【済々黌:富田 正継・前田 綺羅・原田 祐一・村川 学】
「良し、全員合格やな」
「これでまた1歩冒険者に近づいたかなー」
全員の受験番号が有るのを確認して言葉を漏らした富田 正継の横で、嬉しそうに前田 綺羅もこう口にした。ここは済々黌高校の正門から入ってすぐの場所にある広場。ここに今年の後期試験の合格者一覧が掲示されている。富田と前田、原田 祐一、村川 学は父親が冒険者か元冒険者であり、自宅も黒髪近辺にあるので、小さい頃から冒険者組織が身近な存在であった、その様な環境で育ったので、将来は冒険者になることを目標にしているのである。それに対して両親達は、冒険者になるからと言って勉学が疎かになることを嫌い、冒険者になるためには、桜山中学卒業後、済々黌に進学し、熊大に進学することを条件としているのである。そして本日、第一条件で有る済々黌進学をクリアしたのだ。
「高校でも一緒のクラスになるといいなー」
ルンルン気分の前田が笑顔で言葉を発する。富田はその様子を何気なく眺めていたが、何やら周りが少しざわついている。どうも前田の余りの可愛さに気づいた連中が、そこかしこで話題にしているので有る。
「じゃあ、そろそろ戻ろうか」
このような状況は慣れっこではあるが、今日は高校の合格発表なので、余り目立たない方が良いと思い、富田がこう提案し、全員で校門から外へ出た。そのまま歩いて黒髪方面へ向かい、富田の自宅である『ゲーム&喫茶アクシズ』へ向かう。全員合格していたら母親の富田 さやかが全員にご馳走してくるという話をしていたからだ。
「ただいまー」
「お帰りなさい。どうだった?」
さやかの声かけに対して全員でサムズアップで帰す。それを見て、大きく息を吐いて、笑顔を浮かべる。
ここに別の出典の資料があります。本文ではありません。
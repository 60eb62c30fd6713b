//! Clock that always returns the same instant.

use chrono::{DateTime, Utc};

use crate::ports::clock::Clock;

/// Clock pinned to a single instant.
#[derive(Debug, Clone, Copy)]
pub struct FixedClock(pub DateTime<Utc>);

impl Clock for FixedClock {
    fn now(&self) -> DateTime<Utc> {
        self.0
    }
}
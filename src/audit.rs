//! The audit pipeline: load and scan, then reconcile, then classify.

use std::path::PathBuf;

use tracing::{info, warn};

use crate::config::AuditConfig;
use crate::context::ServiceContext;
use crate::diagnostics::{AuditError, Diagnostics};
use crate::loader::{load_requirements, load_test_items};
use crate::report::{format_orphan_list, write_atomic, AuditReport, ReportMeta};
use crate::scanner::scan_tree;
use crate::trace::{classify, reconcile, ClassifiedGraph};

/// Runs every stage and returns the classified graph.
///
/// The requirement loader and the test-side stages run concurrently; the
/// reconciler starts only once both have finished.
///
/// # Errors
///
/// Returns an error if the root or a configured directory is missing or
/// unreadable. Per-file problems are collected, not returned.
pub fn build(ctx: &ServiceContext, config: &AuditConfig) -> Result<ClassifiedGraph, AuditError> {
    let root = &config.root;
    if !ctx.fs.is_dir(root) {
        return Err(AuditError::MissingInput { label: "Audit root", path: root.clone() });
    }
    info!(root = %root.display(), "starting audit");

    let load_options = config.load_options();
    let scan_options = config.scan_options();
    let (requirements, (items, scanned)) = rayon::join(
        || load_requirements(ctx, root, &config.requirement_dirs, &load_options),
        || {
            rayon::join(
                || load_test_items(ctx, root, &config.test_item_dirs, &load_options),
                || scan_tree(ctx, root, &config.test_scan_dirs, &scan_options),
            )
        },
    );
    let (requirements, items, scanned) = (requirements?, items?, scanned?);

    let diagnostics = Diagnostics {
        load_errors: requirements.errors.into_iter().chain(items.errors).collect(),
        scan_warnings: scanned.warnings,
    };
    for error in &diagnostics.load_errors {
        warn!("{error}");
    }
    for warning in &diagnostics.scan_warnings {
        if warning.is_informational() {
            info!("{warning}");
        } else {
            warn!("{warning}");
        }
    }

    let mut tests = items.tests;
    tests.extend(scanned.annotations);
    let graph = reconcile(requirements.requirements, tests);
    for warning in graph.warnings() {
        warn!("{warning}");
    }

    Ok(classify(graph, diagnostics, config.duplicate_test_ids))
}

/// Report metadata for a run, stamped with the context clock.
#[must_use]
pub fn report_meta(ctx: &ServiceContext, config: &AuditConfig) -> ReportMeta {
    ReportMeta {
        title: config.title.clone(),
        subtitle: config.subtitle.clone(),
        source_root: config.display_root().to_string(),
        generated_at: ctx.clock.now(),
        tool_version: env!("CARGO_PKG_VERSION"),
    }
}

/// Paths of the artifacts a run wrote.
#[derive(Debug, Clone, PartialEq, Eq)]
pub struct WrittenArtifacts {
    /// JSON report.
    pub report: PathBuf,
    /// Tab-separated orphan list.
    pub orphans: PathBuf,
}

/// Writes the report and the orphan list for a classified graph.
///
/// Both files are written to temporary siblings before either is renamed
/// into place.
///
/// # Errors
///
/// Returns an error if serialization or either write fails.
pub fn write_artifacts(
    ctx: &ServiceContext,
    config: &AuditConfig,
    graph: &ClassifiedGraph,
) -> Result<WrittenArtifacts, AuditError> {
    let report = AuditReport::new(report_meta(ctx, config), graph);
    let json = report.to_json()?;

    let artifacts =
        WrittenArtifacts { report: config.output_path(), orphans: config.orphans_path() };
    let orphans = format_orphan_list(graph);
    write_atomic(
        ctx,
        &[
            (artifacts.report.as_path(), json.as_str()),
            (artifacts.orphans.as_path(), orphans.as_str()),
        ],
    )?;
    info!(
        report = %artifacts.report.display(),
        orphans = %artifacts.orphans.display(),
        "artifacts written"
    );
    Ok(artifacts)
}
//! Orphan Classifier: labels every graph node.

use std::fmt;

use serde::{Deserialize, Serialize};
use tracing::info;

use crate::diagnostics::{Diagnostics, ReconciliationWarning};
use crate::model::{NodeKind, SourceLocation};

use super::graph::{Graph, Node};

/// Classification of one node.
#[derive(Debug, Clone, Copy, PartialEq, Eq, PartialOrd, Ord, Hash, Serialize, Deserialize)]
#[serde(rename_all = "kebab-case")]
pub enum NodeStatus {
    /// Requirement with a verifying test, or test whose every reference resolved.
    Satisfied,
    /// Requirement no test verifies.
    OrphanedRequirement,
    /// Test that names no requirement.
    OrphanedTest,
    /// Test naming at least one requirement that does not exist.
    BrokenLink,
}

impl NodeStatus {
    /// Returns `true` for every status except [`NodeStatus::Satisfied`].
    #[must_use]
    pub fn is_orphan(self) -> bool {
        self != Self::Satisfied
    }

    /// The kebab-case label used in reports.
    #[must_use]
    pub fn as_str(self) -> &'static str {
        match self {
            Self::Satisfied => "satisfied",
            Self::OrphanedRequirement => "orphaned-requirement",
            Self::OrphanedTest => "orphaned-test",
            Self::BrokenLink => "broken-link",
        }
    }
}

impl fmt::Display for NodeStatus {
    fn fmt(&self, f: &mut fmt::Formatter<'_>) -> fmt::Result {
        f.write_str(self.as_str())
    }
}

/// How colliding explicit test ids affect the clean verdict.
#[derive(Debug, Clone, Copy, Default, PartialEq, Eq, Serialize, Deserialize)]
#[serde(rename_all = "lowercase")]
pub enum DuplicatePolicy {
    /// Report the collision; the run can still be clean.
    #[default]
    Warn,
    /// Report the collision and mark the run unclean.
    Fail,
}

/// One node with its status.
#[derive(Debug, Clone, PartialEq, Eq, Serialize)]
pub struct ClassifiedNode {
    /// Node id.
    pub id: String,
    /// Requirement or test.
    pub kind: NodeKind,
    /// Classification.
    pub status: NodeStatus,
    /// Where the node was declared.
    pub location: SourceLocation,
    /// Ids on the other side of this node's trace links.
    pub linked: Vec<String>,
    /// Ids this node names that match nothing.
    #[serde(skip_serializing_if = "Vec::is_empty")]
    pub missing_ids: Vec<String>,
}

/// The reconciled graph annotated with node statuses.
#[derive(Debug, Clone, PartialEq, Eq)]
pub struct ClassifiedGraph {
    graph: Graph,
    nodes: Vec<ClassifiedNode>,
    diagnostics: Diagnostics,
    duplicate_policy: DuplicatePolicy,
}

/// Classifies every node of a complete graph.
///
/// `diagnostics` are the load and scan results of the same run; they take
/// part in [`ClassifiedGraph::is_clean`].
#[must_use]
pub fn classify(
    graph: Graph,
    diagnostics: Diagnostics,
    duplicate_policy: DuplicatePolicy,
) -> ClassifiedGraph {
    let nodes: Vec<ClassifiedNode> =
        graph.nodes().map(|node| classify_node(&graph, node)).collect();
    let classified = ClassifiedGraph { graph, nodes, diagnostics, duplicate_policy };
    info!(
        orphans = classified.orphans().count(),
        is_clean = classified.is_clean(),
        "graph classified"
    );
    classified
}

fn classify_node(graph: &Graph, node: Node<'_>) -> ClassifiedNode {
    let missing: Vec<String> = graph
        .unresolved_for(node.kind(), node.id(), node.location())
        .into_iter()
        .map(str::to_string)
        .collect();
    let (status, linked) = match node {
        Node::Requirement(requirement) => {
            let linked = graph.tests_verifying(&requirement.id);
            let status = if linked.is_empty() {
                NodeStatus::OrphanedRequirement
            } else {
                NodeStatus::Satisfied
            };
            (status, linked)
        }
        Node::Test(test) => {
            let linked = graph.requirements_verified_by(test);
            let status = if !missing.is_empty() {
                NodeStatus::BrokenLink
            } else if test.requirement_refs.is_empty() {
                NodeStatus::OrphanedTest
            } else {
                NodeStatus::Satisfied
            };
            (status, linked)
        }
    };
    ClassifiedNode {
        id: node.id().to_string(),
        kind: node.kind(),
        status,
        location: node.location().clone(),
        linked: linked.into_iter().map(str::to_string).collect(),
        missing_ids: missing,
    }
}

impl ClassifiedGraph {
    /// The underlying graph.
    #[must_use]
    pub fn graph(&self) -> &Graph {
        &self.graph
    }

    /// Every node: requirements in id order, then tests in location order.
    #[must_use]
    pub fn nodes(&self) -> &[ClassifiedNode] {
        &self.nodes
    }

    /// Load and scan diagnostics of the run.
    #[must_use]
    pub fn diagnostics(&self) -> &Diagnostics {
        &self.diagnostics
    }

    /// Nodes that are not satisfied.
    pub fn orphans(&self) -> impl Iterator<Item = &ClassifiedNode> {
        self.nodes.iter().filter(|n| n.status.is_orphan())
    }

    /// Number of nodes of `kind` with `status`.
    #[must_use]
    pub fn count(&self, kind: NodeKind, status: NodeStatus) -> usize {
        self.nodes.iter().filter(|n| n.kind == kind && n.status == status).count()
    }

    /// Number of nodes of `kind`.
    #[must_use]
    pub fn total(&self, kind: NodeKind) -> usize {
        self.nodes.iter().filter(|n| n.kind == kind).count()
    }

    /// Returns `true` when every node is satisfied and the run recorded no
    /// blocking diagnostics.
    ///
    /// Under [`DuplicatePolicy::Fail`], colliding explicit test ids also make
    /// the run unclean.
    #[must_use]
    pub fn is_clean(&self) -> bool {
        let duplicates_block = self.duplicate_policy == DuplicatePolicy::Fail
            && self
                .graph
                .warnings()
                .iter()
                .any(|w| matches!(w, ReconciliationWarning::DuplicateTestId { .. }));
        self.orphans().next().is_none()
            && self.diagnostics.blocking_count() == 0
            && !duplicates_block
    }
}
「みんな、おめでとう。頑張ったわね。じゃあ好きなものたくさん作ってあげるから、何でも注文して」
そう言われて、全員でテーブルに座り、何を食べるかで盛り上がる。この後、全員で大量の料理を注文し、皆んなで和気藹々と食べ尽くす。食べ終わった後は丁寧にお礼を述べ、全員で合格を伝えに、この後前田家、原田家、村川家を順番に回った。